2. Divergence or any distance from the starting point results for with and . There is a place with d. H. You convince yourself that then applies. This behavior is not stable, because with a slight variation of the initial value, as it occurs for example through the numerical calculation, the Newton iteration moves further and further away from the ideal diverging sequence. Even with eventual convergence, the zero found will be very far from the starting value.${\ displaystyle f (x) = \ sin (x)}$${\ displaystyle f ^ {\ prime} (x) = \ cos (x)}$${\ displaystyle N (x) = x- \ tan (x)}$${\ displaystyle x_ {0} \ in \ lbrack - \ pi / 2.0 \ rbrack}$${\ displaystyle \ tan (x_ {0}) = - 2 \ pi}$${\ displaystyle x_ {0} = \ arctan (-2 \ pi) = - 1 {,} 412965136506737759 \ dots}$${\ displaystyle x_ {n} = x_ {0} +2 \ pi n}$

Let be a twice continuously differentiable real function and a simple zero of , in which the derivative thus has no zero. This means that the graph of the function is transversal, i.e. H. non-touching, the -axis intersects. Be a point close to . Then the Taylor formula of the second degree (with Lagrange remainder term ) ${\ displaystyle f}$${\ displaystyle a}$${\ displaystyle f}$${\ displaystyle x}$${\ displaystyle x}$${\ displaystyle a}$

${\ displaystyle 0 = f (a) = f (x) + f '(x) (ax) + {\ tfrac {1} {2}} f' '(\ xi) (ax) ^ {2}, \ qquad \ xi}$lies between and ,${\ displaystyle x}$${\ displaystyle a}$

be adjusted according to the difference , ${\ displaystyle (xa)}$

${\ displaystyle xa = {\ frac {f (x)} {f '(x)}} + {\ frac {f' '(\ xi)} {2 \, f' (x)}} (xa) ^ {2}}$.

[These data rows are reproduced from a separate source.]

//! UI module for egui-based user interface.

pub mod screens;
pub mod theme;
pub mod widgets;
//! Body metrics used by the dashboard and the calorie model.

use chrono::{Datelike, NaiveDate};

/// Body-mass index: weight (kg) divided by height (m) squared.
///
/// Returns 0.0 for a non-positive height.
pub fn bmi(weight_kg: f64, height_cm: f64) -> f64 {
    if height_cm <= 0.0 {
        return 0.0;
    }
    let height_m = height_cm / 100.0;
    weight_kg / (height_m * height_m)
}

/// Age in whole years as the difference of calendar years.
///
/// Birthdays within the year are not considered; a user born 1995-05-01
/// counts as 29 throughout 2024.
pub fn age_on(dob: NaiveDate, today: NaiveDate) -> i32 {
    today.year() - dob.year()
}

/// BMI category label for the sidebar.
pub fn bmi_category(bmi: f64) -> &'static str {
    match bmi {
        b if b < 18.5 => "Underweight",
        b if b < 25.0 => "Normal",
        b if b < 30.0 => "Overweight",
        _ => "Obese",
    }
}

It is now rearranged so that the Newton operator appears on the right side,

${\ displaystyle N_ {f} (x) -a = x - {\ frac {f (x)} {f '(x)}} - a = {\ frac {f' '(\ xi)} {2 \ , f '(x)}} (xa) ^ {2}}$.

Let be an interval around without zero of the derivative and and bounds of the derivative of . Then the estimation follows for all${\ displaystyle I}$${\ displaystyle a}$${\ displaystyle f '(x)}$${\ displaystyle m_ {1} = \ min _ {x \ in I} | f '(x) |}$${\ displaystyle M_ {2} = \ max _ {x \ in I} | f '' (x) |}$${\ displaystyle f}$${\ displaystyle x \ in I}$

${\ displaystyle {\ Bigl |} N_ {f} (x) -a {\ Bigr |} \ leq {\ frac {M_ {2}} {2m_ {1}}} | xa | ^ {2}}$.

With the constant factor is referred. In each step of the Newton iteration the size will be smaller than the square of the same size in the previous step . After complete induction, it results ${\ displaystyle K = {\ tfrac {M_ {2}} {2m_ {1}}}}$${\ displaystyle n}$${\ displaystyle d_ {n} = K \, | x_ {n} -a |}$${\ displaystyle d_ {n} \ leq K \ cdot K | x_ {n-1} -a | ^ {2} = d_ {n-1} ^ {2}}$

${\ displaystyle K \, | x_ {n} -a | = d_ {n} \ leq d_ {n-1} ^ {2} \ leq d_ {n-2} ^ {4} \ leq \ dotsb \ leq d_ {0} ^ {2 ^ {n}} = (K \, | x_ {0} -a |) ^ {2 ^ {n}}}$.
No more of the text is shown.